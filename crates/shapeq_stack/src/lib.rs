//! Stack growth for deep structural comparisons.
//!
//! Comparing or hashing a value recurses once per `Box`, `Rc` or `Arc` link.
//! An owned list or pointer chain of a few hundred thousand links would
//! overflow a default thread stack, so every such descent in `shapeq` runs
//! through [`ensure_sufficient_stack`].
//!
//! On native targets `stacker` switches to a fresh heap-allocated segment
//! when the current one runs low. On WASM the engine manages the stack and
//! every call is direct.

/// When to grow the stack, and by how much.
#[derive(Clone, Copy, Debug, PartialEq, Eq)]
pub struct StackBudget {
    /// Grow once fewer than this many bytes remain.
    pub red_zone: usize,
    /// Size of each new segment in bytes.
    pub segment: usize,
}

impl StackBudget {
    /// Budget for comparer descents.
    ///
    /// One level of a comparison is a handful of small frames, so a 2 MiB
    /// segment holds thousands of levels and a 128 KiB red zone covers the
    /// deepest single level.
    pub const COMPARISON: StackBudget = StackBudget {
        red_zone: 128 * 1024,
        segment: 2 * 1024 * 1024,
    };

    /// Run `f`, first moving to a new segment if the red zone is reached.
    #[inline]
    #[cfg(not(target_arch = "wasm32"))]
    pub fn run<R>(self, f: impl FnOnce() -> R) -> R {
        stacker::maybe_grow(self.red_zone, self.segment, f)
    }

    #[inline]
    #[cfg(target_arch = "wasm32")]
    #[allow(clippy::unused_self, reason = "the engine owns the stack")]
    pub fn run<R>(self, f: impl FnOnce() -> R) -> R {
        f()
    }
}

/// Run `f` under [`StackBudget::COMPARISON`].
///
/// ```text
/// fn equals(&self, x: &Box<T>, y: &Box<T>, cx: &mut EqualityContext) -> bool {
///     ensure_sufficient_stack(|| self.inner.equals(x, y, cx))
/// }
/// ```
#[inline]
pub fn ensure_sufficient_stack<R>(f: impl FnOnce() -> R) -> R {
    StackBudget::COMPARISON.run(f)
}

/// Bytes left on the current stack segment, if the platform reports it.
#[cfg(not(target_arch = "wasm32"))]
pub fn remaining_stack() -> Option<usize> {
    stacker::remaining_stack()
}

#[cfg(target_arch = "wasm32")]
pub fn remaining_stack() -> Option<usize> {
    None
}

#[cfg(test)]
mod tests;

What you will do: Reproduce only the lines running from the one with "pub fn ensure_sufficient_stack<R>(f: impl" through the final line of the listing above, both ends included.

Finished exercise:
pub fn ensure_sufficient_stack<R>(f: impl FnOnce() -> R) -> R {
    StackBudget::COMPARISON.run(f)
}

/// Bytes left on the current stack segment, if the platform reports it.
#[cfg(not(target_arch = "wasm32"))]
pub fn remaining_stack() -> Option<usize> {
    stacker::remaining_stack()
}

#[cfg(target_arch = "wasm32")]
pub fn remaining_stack() -> Option<usize> {
    None
}

#[cfg(test)]
mod tests;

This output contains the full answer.